A recent Op-Ed expressed concern about the impact dietary supplement usage in the armed forces could have on military readiness.

A recent Op-Ed published in Air Force Times expressed concern about the impact dietary supplement usage in the armed forces could have on military readiness. Specifically, the authors noted the lack of a system to track adverse events experienced by service members taking dietary supplements, citing research that estimates less than 2% of adverse events are even reported to the U.S. Food and Drug Administration (FDA). This research1 also showed that many healthcare practitioners did not know how to report adverse events to the agency.

In the study, out of 270 Department of Defense nonphysician healthcare professionals (HCPs), such as dietitians, physician assistants or occupational therapists, and 68 emergency medicine physicians (EMPs), only 40% of HCPs knew where to report adverse events and only 38% knew how to report them. Only 38% of EMPs asked their patients about dietary supplements, however, 78% of them reported encountering an adverse event. Of those EMPs, only 12% confirmed reporting the adverse event, however none of these were reported to FDA, but rather another specialist (12%), poison control (9%), or hospital database (7%). Clearly, this indicates that greater education is needed to educate healthcare practitioners about dietary supplements and adverse event reporting. In fact, at least 39% of HCPs and 59% of EMPs reported never receiving formal training on dietary supplements.

When it comes to adverse events, the majority are due to adulterated products. Adulterants such as steroids, stimulants and prescription drugs can be dangerous on their own, but interaction with other prescribed drugs or over-the-counter medicine can also pose a substantial risk. That is why the Department of Defense established Operation Supplement Safety (OPSS), which is a critical resource for service members and their healthcare providers, so that they can make informed decisions about the products they take. The program allows service members to ask experts questions, and maintains a continuously updated list of prohibited ingredients on its website. Offering resources to service members is important because research shows that dietary supplement usage is higher among service members than the general population. This higher usage is also where much of the military’s concerns stem from.

The authors of the article cite a study2 from 2018 which found that out of 39,977 service members, 69% reported taking dietary supplements more than once a week, most commonly: multivitamin or multiminerals (50%), antioxidants (34%), individual vitamins or minerals (33%), bodybuilding supplements (27%), fish oils (26%), herbals (16%), and weight-loss supplements (16%).
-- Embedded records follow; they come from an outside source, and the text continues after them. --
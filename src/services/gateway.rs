// src/services/gateway.rs
//! Single point of outbound HTTP traffic.
//!
//! Every call runs the same pipeline: [`Gateway::prepare`] attaches the
//! bearer token, a [`Transport`] performs the exchange, and
//! [`Gateway::handle_response`] turns non-2xx statuses into errors and tears
//! the session down on 401.

use std::{fmt::Debug, sync::Arc, time::Duration};

use async_trait::async_trait;
use reqwest::{
    Method, StatusCode, Url,
    header::{AUTHORIZATION, HeaderMap, HeaderValue},
};
use serde::{Serialize, de::DeserializeOwned};
use tracing::{debug, warn};

use crate::error::{ClientError, Result};
use crate::message::ErrorBody;
use crate::routes::{Navigator, Route};
use crate::services::session_store::SessionStore;

#[derive(Debug, Clone)]
pub struct ApiRequest {
    pub method: Method,
    pub path: String,
    pub headers: HeaderMap,
    pub body: Option<serde_json::Value>,
}

impl ApiRequest {
    pub fn new(method: Method, path: impl Into<String>) -> Self {
        Self {
            method,
            path: path.into(),
            headers: HeaderMap::new(),
            body: None,
        }
    }

    pub fn bearer(&self) -> Option<&str> {
        self.headers
            .get(AUTHORIZATION)
            .and_then(|v| v.to_str().ok())
            .and_then(|v| v.strip_prefix("Bearer "))
    }
}

#[derive(Debug, Clone)]
pub struct ApiResponse {
    pub status: StatusCode,
    pub body: Vec<u8>,
}

impl ApiResponse {
    pub fn json(status: StatusCode, body: serde_json::Value) -> Self {
        Self {
            status,
            body: body.to_string().into_bytes(),
        }
    }
}

/// Performs a prepared request. Network failures are `ClientError::Transport`;
/// any HTTP status, including errors, is an `Ok` response.
#[async_trait]
pub trait Transport: Send + Sync {
    async fn send(&self, request: ApiRequest) -> Result<ApiResponse>;
}

#[derive(Debug, Clone)]
pub struct HttpTransport {
    client: reqwest::Client,
    base_url: Url,
}

impl HttpTransport {
    pub fn new(base_url: &str, timeout: Duration) -> Result<Self> {
        let mut base_url = Url::parse(base_url)
            .map_err(|e| ClientError::Config(format!("invalid API base URL {base_url:?}: {e}")))?;
        // `Url::join` replaces the last segment unless the base ends with '/'.
        if !base_url.path().ends_with('/') {
            let path = format!("{}/", base_url.path());
            base_url.set_path(&path);
        }
        let client = reqwest::Client::builder().timeout(timeout).build()?;
        Ok(Self { client, base_url })
    }

    pub fn base_url(&self) -> &Url {
        &self.base_url
    }
}

#[async_trait]
impl Transport for HttpTransport {
    async fn send(&self, request: ApiRequest) -> Result<ApiResponse> {
        let url = self
            .base_url
            .join(request.path.trim_start_matches('/'))
            .map_err(|e| ClientError::Validation(format!("invalid path {:?}: {e}", request.path)))?;

        let mut builder = self.client.request(request.method, url).headers(request.headers);
        if let Some(body) = &request.body {
            builder = builder.json(body);
        }

        let response = builder.send().await?;
        let status = response.status();
        let body = response.bytes().await?.to_vec();
        Ok(ApiResponse { status, body })
    }
}

#[derive(Clone)]
pub struct Gateway {
    transport: Arc<dyn Transport>,
    session: SessionStore,
    navigator: Navigator,
}

impl Debug for Gateway {
    fn fmt(&self, f: &mut std::fmt::Formatter<'_>) -> std::fmt::Result {
        f.debug_struct("Gateway").finish_non_exhaustive()
    }
}

impl Gateway {
    pub fn new(transport: Arc<dyn Transport>, session: SessionStore, navigator: Navigator) -> Self {
        Self {
            transport,
            session,
            navigator,
        }
    }

    pub async fn post<B, T>(&self, path: &str, body: &B) -> Result<T>
    where
        B: Serialize + ?Sized,
        T: DeserializeOwned,
    {
        let body = serde_json::to_value(body)?;
        self.request(Method::POST, path, Some(body)).await
    }

    pub async fn get<T: DeserializeOwned>(&self, path: &str) -> Result<T> {
        self.request(Method::GET, path, None).await
    }

    pub async fn request<T: DeserializeOwned>(
        &self,
        method: Method,
        path: &str,
        body: Option<serde_json::Value>,
    ) -> Result<T> {
        let request = self.prepare(method, path, body).await;
        let (method, path) = (request.method.clone(), request.path.clone());

        let response = self.transport.send(request).await.inspect_err(|e| {
            warn!(%method, %path, error = %e, "request failed");
        })?;
        debug!(%method, %path, status = response.status.as_u16(), "response received");

        let response = self.handle_response(response).await?;
        decode_body(&response.body)
    }

    /// Outgoing stage: attach `Authorization: Bearer <token>` when a token is
    /// held. Never fails; an unusable token just means no header.
    pub async fn prepare(
        &self,
        method: Method,
        path: &str,
        body: Option<serde_json::Value>,
    ) -> ApiRequest {
        let mut request = ApiRequest::new(method, path);
        request.body = body;

        if let Some(token) = self.session.token().await {
            match HeaderValue::from_str(&format!("Bearer {token}")) {
                Ok(value) => {
                    request.headers.insert(AUTHORIZATION, value);
                }
                Err(_) => warn!("stored token is not a valid header value; sending without it"),
            }
        }
        request
    }

    /// Incoming stage: 2xx passes through untouched. A 401 clears the session
    /// and sends the user to the login view before the error is returned.
    pub async fn handle_response(&self, response: ApiResponse) -> Result<ApiResponse> {
        if response.status.is_success() {
            return Ok(response);
        }

        let detail = ErrorBody::parse_detail(&response.body);

        if response.status == StatusCode::UNAUTHORIZED {
            warn!("authentication rejected; clearing session");
            // Teardown failures are logged by the store; the 401 still wins.
            let _ = self.session.invalidate().await;
            self.navigator.navigate(Route::Login).await;
        }

        Err(ClientError::Http {
            status: response.status.as_u16(),
            detail,
        })
    }
}

fn decode_body<T: DeserializeOwned>(body: &[u8]) -> Result<T> {
    let body = if body.iter().all(u8::is_ascii_whitespace) {
        b"null".as_slice()
    } else {
        body
    };
    Ok(serde_json::from_slice(body)?)
}
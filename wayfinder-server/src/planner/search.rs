//! A* route search.
//!
//! Finds a minimum-cost node path from the node nearest the user to the
//! node nearest the destination, then packages it with metrics and
//! instructions into a [`NavigationRoute`].
//!
//! The heuristic is the straight-line distance to the goal. Cost multipliers
//! below 1 (the elevator preference) make it overestimate, so with those
//! preferences the search is best-effort rather than strictly optimal.

use std::cmp::Ordering;
use std::collections::BinaryHeap;
use std::sync::atomic::{AtomicBool, Ordering as AtomicOrdering};

use tracing::{debug, trace};

use crate::domain::{DomainError, NavigationRoute, PointOfInterest, Vector3};
use crate::graph::NodeSet;
use crate::instructions::synthesize;

use super::config::{NavigationPreferences, PreferencesError};
use super::cost::{CostModel, cost_model_for};
use super::metrics::RouteMetrics;

/// Error from route planning.
///
/// Not finding a route is not an error; see [`PlanResult::route`].
#[derive(Debug, Clone, PartialEq, thiserror::Error)]
pub enum PlanError {
    /// Preferences failed validation
    #[error("invalid preferences: {0}")]
    InvalidPreferences(#[from] PreferencesError),

    /// The cancellation flag was raised during search
    #[error("route search cancelled")]
    Cancelled,

    /// A found path could not be packaged into a route
    #[error("invalid route: {0}")]
    InvalidRoute(#[from] DomainError),
}

/// Result of a planning call.
#[derive(Debug, Clone)]
pub struct PlanResult {
    /// The route, or `None` if the graph is empty or the goal is unreachable.
    pub route: Option<NavigationRoute>,

    /// Number of nodes expanded during search.
    pub nodes_expanded: usize,
}

impl PlanResult {
    /// Create an empty result.
    pub fn empty() -> Self {
        Self {
            route: None,
            nodes_expanded: 0,
        }
    }
}

/// Open set entry, ordered so that `BinaryHeap` pops the lowest f-score
/// first and, among equal f-scores, the lowest node identifier.
#[derive(Debug, Clone, Copy)]
struct OpenEntry {
    f_score: f64,
    g_score: f64,
    rank: usize,
    index: usize,
}

impl Ord for OpenEntry {
    fn cmp(&self, other: &Self) -> Ordering {
        other
            .f_score
            .total_cmp(&self.f_score)
            .then_with(|| other.rank.cmp(&self.rank))
    }
}

impl PartialOrd for OpenEntry {
    fn partial_cmp(&self, other: &Self) -> Option<Ordering> {
        Some(self.cmp(other))
    }
}

impl PartialEq for OpenEntry {
    fn eq(&self, other: &Self) -> bool {
        self.cmp(other) == Ordering::Equal
    }
}

impl Eq for OpenEntry {}

/// Node path found by [`Planner::search`].
#[derive(Debug, Clone, PartialEq)]
pub struct SearchOutcome {
    /// Arena indices from start to goal, or `None` if unreachable.
    pub path: Option<Vec<usize>>,

    /// Total cost of `path` under the cost model used.
    pub cost: f64,

    pub nodes_expanded: usize,
}

/// Route planner over one graph snapshot.
///
/// Holds only borrowed, read-only inputs, so any number of planners may
/// share a snapshot across threads.
pub struct Planner<'a> {
    nodes: &'a NodeSet,
    preferences: &'a NavigationPreferences,
    cancel: Option<&'a AtomicBool>,
}

impl<'a> Planner<'a> {
    /// Create a new planner.
    pub fn new(nodes: &'a NodeSet, preferences: &'a NavigationPreferences) -> Self {
        Self {
            nodes,
            preferences,
            cancel: None,
        }
    }

    /// Stop searching with [`PlanError::Cancelled`] once `flag` is set.
    ///
    /// The flag is checked once per expanded node.
    pub fn with_cancel_flag(mut self, flag: &'a AtomicBool) -> Self {
        self.cancel = Some(flag);
        self
    }

    /// Plan a route from `start` to `destination` using the cost model
    /// implied by the preferences.
    pub fn plan(
        &self,
        start: Vector3,
        destination: &PointOfInterest,
    ) -> Result<PlanResult, PlanError> {
        let cost = cost_model_for(self.preferences);
        self.plan_with_cost(start, destination, &*cost)
    }

    /// Plan a route, returning only the route.
    pub fn find_path(
        &self,
        start: Vector3,
        destination: &PointOfInterest,
    ) -> Result<Option<NavigationRoute>, PlanError> {
        self.plan(start, destination).map(|result| result.route)
    }

    /// Plan a route with a caller-supplied cost model.
    pub fn plan_with_cost<C: CostModel>(
        &self,
        start: Vector3,
        destination: &PointOfInterest,
        cost: C,
    ) -> Result<PlanResult, PlanError> {
        self.preferences.validate()?;

        let (Some(start_idx), Some(goal_idx)) = (
            self.nodes.nearest_index(&start),
            self.nodes.nearest_index(&destination.position),
        ) else {
            debug!(destination = %destination.id, "Empty graph, no route");
            return Ok(PlanResult::empty());
        };

        debug!(
            start = %self.nodes.node(start_idx).id(),
            goal = %self.nodes.node(goal_idx).id(),
            destination = %destination.id,
            "Planning route"
        );

        let outcome = self.search(start_idx, goal_idx, cost)?;

        let Some(indices) = outcome.path else {
            debug!(
                nodes_expanded = outcome.nodes_expanded,
                "No route to destination"
            );
            return Ok(PlanResult {
                route: None,
                nodes_expanded: outcome.nodes_expanded,
            });
        };

        let path: Vec<_> = indices
            .iter()
            .map(|&i| self.nodes.node(i).clone())
            .collect();
        let metrics = RouteMetrics::compute(&path, self.preferences.walking_speed);
        let instructions = synthesize(&path, &destination.name);

        debug!(
            nodes = path.len(),
            cost = outcome.cost,
            distance = metrics.total_distance,
            nodes_expanded = outcome.nodes_expanded,
            "Route found"
        );

        let route = NavigationRoute::new(
            destination.clone(),
            path,
            metrics.total_distance,
            metrics.estimated_time,
            instructions,
        )?;

        Ok(PlanResult {
            route: Some(route),
            nodes_expanded: outcome.nodes_expanded,
        })
    }

    /// A* between two arena indices.
    ///
    /// Edge costs must be non-negative. Nodes are not closed: a node whose
    /// g-score improves after expansion is pushed again.
    pub fn search<C: CostModel>(
        &self,
        start: usize,
        goal: usize,
        cost: C,
    ) -> Result<SearchOutcome, PlanError> {
        let goal_position = self.nodes.node(goal).position();
        let heuristic = |i: usize| self.nodes.node(i).position().distance(&goal_position);

        let mut g_score = vec![f64::INFINITY; self.nodes.len()];
        let mut came_from: Vec<Option<usize>> = vec![None; self.nodes.len()];
        let mut open = BinaryHeap::new();

        g_score[start] = 0.0;
        open.push(OpenEntry {
            f_score: heuristic(start),
            g_score: 0.0,
            rank: self.nodes.id_rank(start),
            index: start,
        });

        let mut nodes_expanded = 0;

        while let Some(entry) = open.pop() {
            if self
                .cancel
                .is_some_and(|flag| flag.load(AtomicOrdering::Relaxed))
            {
                debug!(nodes_expanded, "Route search cancelled");
                return Err(PlanError::Cancelled);
            }

            // Superseded by a cheaper push of the same node
            if entry.g_score > g_score[entry.index] {
                continue;
            }

            nodes_expanded += 1;

            if entry.index == goal {
                return Ok(SearchOutcome {
                    path: Some(reconstruct_path(&came_from, goal)),
                    cost: entry.g_score,
                    nodes_expanded,
                });
            }

            let current = self.nodes.node(entry.index);
            for &next in self.nodes.neighbors(entry.index) {
                let neighbor = self.nodes.node(next);
                let Some(step) = cost.edge_cost(current, neighbor) else {
                    trace!(from = %current.id(), to = %neighbor.id(), "Edge impassable");
                    continue;
                };

                let tentative = entry.g_score + step;
                if tentative < g_score[next] {
                    came_from[next] = Some(entry.index);
                    g_score[next] = tentative;
                    open.push(OpenEntry {
                        f_score: tentative + heuristic(next),
                        g_score: tentative,
                        rank: self.nodes.id_rank(next),
                        index: next,
                    });
                }
            }
        }

        Ok(SearchOutcome {
            path: None,
            cost: f64::INFINITY,
            nodes_expanded,
        })
    }
}

/// Walks predecessors back from `goal` and returns the path start-first.
fn reconstruct_path(came_from: &[Option<usize>], goal: usize) -> Vec<usize> {
    let mut path = vec![goal];
    let mut current = goal;
    while let Some(prev) = came_from[current] {
        path.push(prev);
        current = prev;
    }
    path.reverse();
    path
}
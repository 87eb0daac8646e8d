//! Domain error types.
//!
//! These errors represent construction failures in the domain layer. They
//! are distinct from planning outcomes: a missing route is not an error.

/// Domain-level errors for validation and data consistency.
#[derive(Debug, Clone, PartialEq, Eq, thiserror::Error)]
pub enum DomainError {
    /// A route must contain at least one node
    #[error("route must have at least one node")]
    EmptyRoute,
}
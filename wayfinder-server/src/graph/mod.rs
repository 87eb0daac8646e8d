//! Graph model: an immutable snapshot of navigable nodes.
//!
//! Nodes live in a single arena and refer to each other by identifier.
//! A lookup map from identifier to arena index is built once when the
//! snapshot is created, so the planner can work on plain indices.

use std::collections::HashMap;

use crate::domain::{NavigationNode, NodeId, Vector3};

/// Error building a node set.
#[derive(Debug, Clone, PartialEq, Eq, thiserror::Error)]
pub enum GraphError {
    /// Two nodes share an identifier
    #[error("duplicate node identifier: {0}")]
    DuplicateNode(NodeId),

    /// A connection points at a node that is not in the snapshot
    #[error("node {from} connects to unknown node {to}")]
    DanglingConnection { from: NodeId, to: NodeId },
}

/// An immutable set of navigation nodes.
///
/// # Invariants
///
/// - Node identifiers are unique
/// - Every connection resolves to a node in the set
#[derive(Debug, Clone, Default)]
pub struct NodeSet {
    nodes: Vec<NavigationNode>,
    index: HashMap<NodeId, usize>,
    /// Resolved connections per node, as arena indices.
    adjacency: Vec<Vec<usize>>,
    /// Position of each node when all nodes are sorted by identifier.
    id_rank: Vec<usize>,
}

impl NodeSet {
    /// Builds a snapshot, checking identifier uniqueness and connections.
    pub fn new(nodes: Vec<NavigationNode>) -> Result<Self, GraphError> {
        let mut index = HashMap::with_capacity(nodes.len());
        for (i, node) in nodes.iter().enumerate() {
            if index.insert(node.id().clone(), i).is_some() {
                return Err(GraphError::DuplicateNode(node.id().clone()));
            }
        }

        let mut adjacency = Vec::with_capacity(nodes.len());
        for node in &nodes {
            let mut neighbors = Vec::with_capacity(node.connections().len());
            for to in node.connections() {
                match index.get(to) {
                    Some(&j) => neighbors.push(j),
                    None => {
                        return Err(GraphError::DanglingConnection {
                            from: node.id().clone(),
                            to: to.clone(),
                        });
                    }
                }
            }
            adjacency.push(neighbors);
        }

        let mut order: Vec<usize> = (0..nodes.len()).collect();
        order.sort_by(|&a, &b| nodes[a].id().cmp(nodes[b].id()));
        let mut id_rank = vec![0; nodes.len()];
        for (rank, &i) in order.iter().enumerate() {
            id_rank[i] = rank;
        }

        Ok(Self {
            nodes,
            index,
            adjacency,
            id_rank,
        })
    }

    /// Creates an empty set.
    pub fn empty() -> Self {
        Self::default()
    }

    pub fn len(&self) -> usize {
        self.nodes.len()
    }

    pub fn is_empty(&self) -> bool {
        self.nodes.is_empty()
    }

    /// Iterates nodes in input order.
    pub fn iter(&self) -> impl Iterator<Item = &NavigationNode> {
        self.nodes.iter()
    }

    /// Looks up a node by identifier.
    pub fn get(&self, id: &NodeId) -> Option<&NavigationNode> {
        self.index.get(id).map(|&i| &self.nodes[i])
    }

    /// Arena index of a node.
    pub fn index_of(&self, id: &NodeId) -> Option<usize> {
        self.index.get(id).copied()
    }

    /// Node at an arena index.
    ///
    /// # Panics
    ///
    /// Panics if `index` is out of bounds.
    pub fn node(&self, index: usize) -> &NavigationNode {
        &self.nodes[index]
    }

    /// Arena indices of the nodes `index` connects to, in declaration order.
    pub fn neighbors(&self, index: usize) -> &[usize] {
        &self.adjacency[index]
    }

    /// Rank of a node's identifier among all identifiers (0 = smallest).
    pub(crate) fn id_rank(&self, index: usize) -> usize {
        self.id_rank[index]
    }

    /// Arena index of the node closest to `position`.
    ///
    /// Ties go to the node that appears first in input order.
    pub fn nearest_index(&self, position: &Vector3) -> Option<usize> {
        let mut best: Option<(usize, f64)> = None;
        for (i, node) in self.nodes.iter().enumerate() {
            let d = node.position().distance(position);
            match best {
                Some((_, best_d)) if d >= best_d => {}
                _ => best = Some((i, d)),
            }
        }
        best.map(|(i, _)| i)
    }

    /// The node closest to `position`, or `None` if the set is empty.
    pub fn nearest_node(&self, position: &Vector3) -> Option<&NavigationNode> {
        self.nearest_index(position).map(|i| &self.nodes[i])
    }
}

#[cfg(test)]
mod tests {
    use super::*;
    use crate::domain::NodeType;

    fn id(s: &str) -> NodeId {
        NodeId::parse(s).unwrap()
    }

    fn node(name: &str, x: f64, z: f64) -> NavigationNode {
        NavigationNode::new(id(name), Vector3::new(x, 0.0, z), NodeType::Corridor, 0)
    }

    #[test]
    fn empty_set() {
        let set = NodeSet::empty();
        assert!(set.is_empty());
        assert_eq!(set.len(), 0);
        assert!(set.nearest_node(&Vector3::ZERO).is_none());
    }

    #[test]
    fn lookup_by_id() {
        let set = NodeSet::new(vec![node("a", 0.0, 0.0), node("b", 1.0, 0.0)]).unwrap();

        assert_eq!(set.len(), 2);
        assert_eq!(set.get(&id("b")).map(|n| n.position().x), Some(1.0));
        assert!(set.get(&id("zzz")).is_none());
        assert_eq!(set.index_of(&id("a")), Some(0));
    }

    #[test]
    fn rejects_duplicate_ids() {
        let result = NodeSet::new(vec![node("a", 0.0, 0.0), node("a", 1.0, 0.0)]);
        assert_eq!(result.unwrap_err(), GraphError::DuplicateNode(id("a")));
    }

    #[test]
    fn rejects_dangling_connection() {
        let result = NodeSet::new(vec![node("a", 0.0, 0.0).connect_to(id("ghost"))]);
        assert_eq!(
            result.unwrap_err(),
            GraphError::DanglingConnection {
                from: id("a"),
                to: id("ghost"),
            }
        );
    }

    #[test]
    fn error_display() {
        let err = GraphError::DanglingConnection {
            from: id("a"),
            to: id("b"),
        };
        assert_eq!(err.to_string(), "node a connects to unknown node b");
        assert_eq!(
            GraphError::DuplicateNode(id("x")).to_string(),
            "duplicate node identifier: x"
        );
    }

    #[test]
    fn adjacency_is_directed() {
        let set = NodeSet::new(vec![
            node("a", 0.0, 0.0).connect_to(id("b")),
            node("b", 1.0, 0.0),
        ])
        .unwrap();

        assert_eq!(set.neighbors(0), &[1]);
        assert!(set.neighbors(1).is_empty());
    }

    #[test]
    fn nearest_node_picks_closest() {
        let set = NodeSet::new(vec![
            node("a", 0.0, 0.0),
            node("b", 10.0, 0.0),
            node("c", 10.0, 10.0),
        ])
        .unwrap();

        let nearest = set.nearest_node(&Vector3::new(9.0, 0.0, 8.0)).unwrap();
        assert_eq!(nearest.id(), &id("c"));
    }

    #[test]
    fn nearest_node_tie_goes_to_first() {
        let set = NodeSet::new(vec![node("b", -1.0, 0.0), node("a", 1.0, 0.0)]).unwrap();

        let nearest = set.nearest_node(&Vector3::ZERO).unwrap();
        assert_eq!(nearest.id(), &id("b"));
    }

    #[test]
    fn id_rank_follows_identifier_order() {
        let set = NodeSet::new(vec![node("c", 0.0, 0.0), node("a", 0.0, 0.0), node("b", 0.0, 0.0)])
            .unwrap();

        assert_eq!(set.id_rank(0), 2);
        assert_eq!(set.id_rank(1), 0);
        assert_eq!(set.id_rank(2), 1);
    }
}
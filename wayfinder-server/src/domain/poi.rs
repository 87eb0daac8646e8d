//! Points of interest (planning destinations).

use std::fmt;
use std::hash::{Hash, Hasher};

use super::{PoiId, Vector3};

/// Broad category of a point of interest.
#[derive(Debug, Clone, Copy, PartialEq, Eq, Hash)]
pub enum PoiCategory {
    Restroom,
    Exit,
    Shop,
    Office,
    Service,
    Dining,
    Other,
}

impl PoiCategory {
    pub fn as_str(&self) -> &'static str {
        match self {
            PoiCategory::Restroom => "restroom",
            PoiCategory::Exit => "exit",
            PoiCategory::Shop => "shop",
            PoiCategory::Office => "office",
            PoiCategory::Service => "service",
            PoiCategory::Dining => "dining",
            PoiCategory::Other => "other",
        }
    }
}

impl fmt::Display for PoiCategory {
    fn fmt(&self, f: &mut fmt::Formatter<'_>) -> fmt::Result {
        f.write_str(self.as_str())
    }
}

/// A destination the user can navigate to.
///
/// Two POIs are equal when their identifiers are equal, whatever the rest
/// of their data says.
#[derive(Debug, Clone)]
pub struct PointOfInterest {
    pub id: PoiId,
    pub name: String,
    pub category: PoiCategory,
    pub floor: i32,
    pub description: String,
    pub position: Vector3,
}

impl PointOfInterest {
    /// Creates a POI with an empty description.
    pub fn new(
        id: PoiId,
        name: impl Into<String>,
        category: PoiCategory,
        floor: i32,
        position: Vector3,
    ) -> Self {
        Self {
            id,
            name: name.into(),
            category,
            floor,
            description: String::new(),
            position,
        }
    }

    /// Sets the description.
    pub fn with_description(mut self, description: impl Into<String>) -> Self {
        self.description = description.into();
        self
    }
}

impl PartialEq for PointOfInterest {
    fn eq(&self, other: &Self) -> bool {
        self.id == other.id
    }
}

impl Eq for PointOfInterest {}

impl Hash for PointOfInterest {
    fn hash<H: Hasher>(&self, state: &mut H) {
        self.id.hash(state);
    }
}

#[cfg(test)]
mod tests {
    use super::*;
    use std::collections::HashSet;

    fn poi(id: &str, name: &str) -> PointOfInterest {
        PointOfInterest::new(
            PoiId::parse(id).unwrap(),
            name,
            PoiCategory::Dining,
            0,
            Vector3::ZERO,
        )
    }

    #[test]
    fn equality_is_by_identifier() {
        let a = poi("cafe", "Cafe");
        let renamed = poi("cafe", "Coffee Bar").with_description("moved");
        let other = poi("shop", "Cafe");

        assert_eq!(a, renamed);
        assert_ne!(a, other);
    }

    #[test]
    fn hash_consistent_with_eq() {
        let mut set = HashSet::new();
        set.insert(poi("cafe", "Cafe"));
        assert!(set.contains(&poi("cafe", "Something else")));
        assert!(!set.contains(&poi("shop", "Cafe")));
    }

    #[test]
    fn category_display() {
        assert_eq!(PoiCategory::Restroom.to_string(), "restroom");
        assert_eq!(PoiCategory::Other.as_str(), "other");
    }
}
Usage was higher among women, those with higher education levels, Marine Corps. Service members, officers, those with higher body mass index, and those engaged in greater physical activity, weight training, and weight control programs. Because sports nutrition products are more prone to adulteration, and therefore adverse events, the authors of the paper advocate for discouraging of dietary supplements through peer groups and leadership action to reduce their usage, and prevent adverse events.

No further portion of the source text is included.